World Day of Prayer
First reading: Nm. 6:22–27
The LORD said to Moses: “Speak to Aaron and his sons and tell them: This is how you shall bless the Israelites. Say to them: The LORD bless you and keep you! The LORD let his face shine upon you, and be gracious to you! The LORD look upon you kindly and give you peace! So shall they invoke my name upon the Israelites, and I will bless them.”
Second reading: Gal. 4:4–7
Brothers and sisters: When the fullness of time had come, God sent his Son, born of a woman, born under the law, to ransom those under the law, so that we might receive adoption as sons. As proof that you are sons, God sent the Spirit of his Son into our hearts, crying out, “Abba, Father!” So you are no longer a slave but a son, and if a son then also an heir, through God.
Gospel: Lk. 2:16–21
The shepherds went in haste to Bethlehem and found Mary and Joseph, and the infant lying in the manger. When they saw this, they made known the message that had been told them about this child. All who heard it were amazed by what had been told them by the shepherds. And Mary kept all these things, reflecting on them in her heart. Then the shepherds returned, glorifying and praising God for all they had heard and seen, just as it had been told to them.
When eight days were completed for his circumcision, he was named Jesus, the name given him by the angel before he was conceived in the womb.
In other words
Fr. Randy Flores, SVD (Sacred Heart Parish Shrine, Kamuning, Quezon City)
“Gratitude” was the keyword of my homily on New Year’s Eve, December 31, 2021. I wanted to thank everyone who kept the church alive and kicking during the pandemic. I even recalled our experience of having to celebrate masses without a congregation, preaching to empty pews. My homily was sort of a declaration that the pandemic was about to end. Barangays Kamuning and Sacred Heart, two of the big barangays under our parish, were COVID-free.
But I counted my chickens before they hatched. A few days after January 1, 2022, we canceled our public masses and again reverted to online services. It was even a big feast on that Sunday (Hesus Nazareno and Baptism of the Lord). The day before, more than 20,000 people, mainly in Metro Manila, were tested positive with COVID-19, no thanks to the omicron variant. When you read this reflection, I wonder what situation we will have today, January 1, 2023.
It would probably be difficult for me again to thank too early. Yet, at the start of this year and every start of the year, our spirit must be one of gratitude, if I may suggest, and not of fortune-telling. “Count your blessings, instead of sheep,” says a popular song.

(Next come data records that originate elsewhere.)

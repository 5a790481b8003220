//! Locating and reading `utfgrid.toml`.
//!
//! The nearest `utfgrid.toml` at or above the working directory wins, so a
//! tile tree can carry its own encoding settings. Without one, the per-user
//! file in `$XDG_CONFIG_HOME/utfgrid/` applies, and without that the built-in
//! defaults do.

use super::schema::GridConfig;
use std::env;
use std::fs;
use std::path::{Path, PathBuf};
use thiserror::Error;

/// Name of the configuration file.
pub const CONFIG_FILE: &str = "utfgrid.toml";

/// Directory under the user config home holding [`CONFIG_FILE`].
pub const CONFIG_DIR: &str = "utfgrid";

/// Configuration loading error
#[derive(Debug, Error)]
#[non_exhaustive]
pub enum ConfigError {
    /// The file exists but could not be read
    #[error("cannot read {}: {source}", .path.display())]
    Io { path: PathBuf, source: std::io::Error },
    /// The file is not valid TOML or has mistyped values
    #[error("{}: {source}", .path.display())]
    Parse { path: PathBuf, source: toml::de::Error },
    /// The file parsed but holds out-of-range values
    #[error("{}:\n{}", .path.display(), .problems.iter().map(|p| format!("  - {}", p)).collect::<Vec<_>>().join("\n"))]
    Validation { path: PathBuf, problems: Vec<String> },
}

/// CLI arguments that can override config values
#[derive(Debug, Default, Clone)]
pub struct CliOverrides {
    /// Override sampling resolution
    pub resolution: Option<u32>,
    /// Override key ceiling
    pub max_keys: Option<usize>,
    /// Override pretty printing
    pub pretty: Option<bool>,
    /// Override output directory
    pub out: Option<PathBuf>,
}

/// Per-user config directory: `$XDG_CONFIG_HOME/utfgrid`, else `~/.config/utfgrid`.
pub fn user_config_dir() -> Option<PathBuf> {
    env::var_os("XDG_CONFIG_HOME")
        .map(PathBuf::from)
        .or_else(|| env::var_os("HOME").map(|home| PathBuf::from(home).join(".config")))
        .map(|base| base.join(CONFIG_DIR))
}

/// Nearest [`CONFIG_FILE`] in `start` or one of its ancestors.
pub fn find_config_from(start: &Path) -> Option<PathBuf> {
    start.ancestors().map(|dir| dir.join(CONFIG_FILE)).find(|path| path.is_file())
}

/// Config file for the current directory, falling back to the per-user one.
pub fn find_config() -> Option<PathBuf> {
    let local = env::current_dir().ok().and_then(|cwd| find_config_from(&cwd));
    local.or_else(|| {
        user_config_dir().map(|dir| dir.join(CONFIG_FILE)).filter(|path| path.is_file())
    })
}

/// Load the configuration.
///
/// An explicit `path` must exist. Otherwise the discovered file is used, or
/// the defaults when there is none.
pub fn load_config(path: Option<&Path>) -> Result<GridConfig, ConfigError> {
    let Some(path) = path.map(Path::to_path_buf).or_else(find_config) else {
        return Ok(GridConfig::default());
    };
    log::debug!("loading config from {}", path.display());

    let contents = fs::read_to_string(&path)
        .map_err(|source| ConfigError::Io { path: path.clone(), source })?;
    let config: GridConfig = toml::from_str(&contents)
        .map_err(|source| ConfigError::Parse { path: path.clone(), source })?;

    let problems: Vec<String> = config.validate().iter().map(|e| e.to_string()).collect();
    if !problems.is_empty() {
        return Err(ConfigError::Validation { path, problems });
    }
    Ok(config)
}

/// Merge CLI overrides into a configuration.
///
/// CLI arguments take precedence over config file values.
pub fn merge_cli_overrides(config: &mut GridConfig, overrides: &CliOverrides) {
    if let Some(resolution) = overrides.resolution {
        config.encode.resolution = resolution;
    }
    if let Some(max_keys) = overrides.max_keys {
        config.encode.max_keys = max_keys;
    }
    if let Some(pretty) = overrides.pretty {
        config.output.pretty = pretty;
    }
    if let Some(ref out) = overrides.out {
        config.output.out = Some(out.clone());
    }
}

The oldest blessing in the Bible, perhaps in antiquity, is found in the Book of Numbers (First Reading, read every January 1st). It is often called the Priestly or Aaronic Blessing. Aaron, Moses’ brother and a priest, is to pronounce the blessing to the Israelites. A striking line is the blessing that “the Lord let his face shine upon you.” In times of distress and suffering, God is believed to have hidden his face, a way of saying that God abandoned his people (as in Deut. 31:18). God’s face shining on the person is a blessing then of God’s presence in one’s life, especially in times of trouble.
The blessing became fully realized when Jesus, the true face of God, was ultimately revealed to the world. Paul calls this “the fullness of time” (Second Reading), meaning the time determined by God to send his Son to the world. The Son was “born of a woman” (the Son of Mary) and “under the law” (a Jew). Here, we have the earliest biblical reference to Mary as the mother of God, the solemnity that we celebrate every first day of the year.
In Jesus, the significant effect of this blessing is that we became adopted children of God who can now dare to intimately communicate with God, even calling him “Itay,” “Tatang,” or “Dad” (Abba in Aramaic).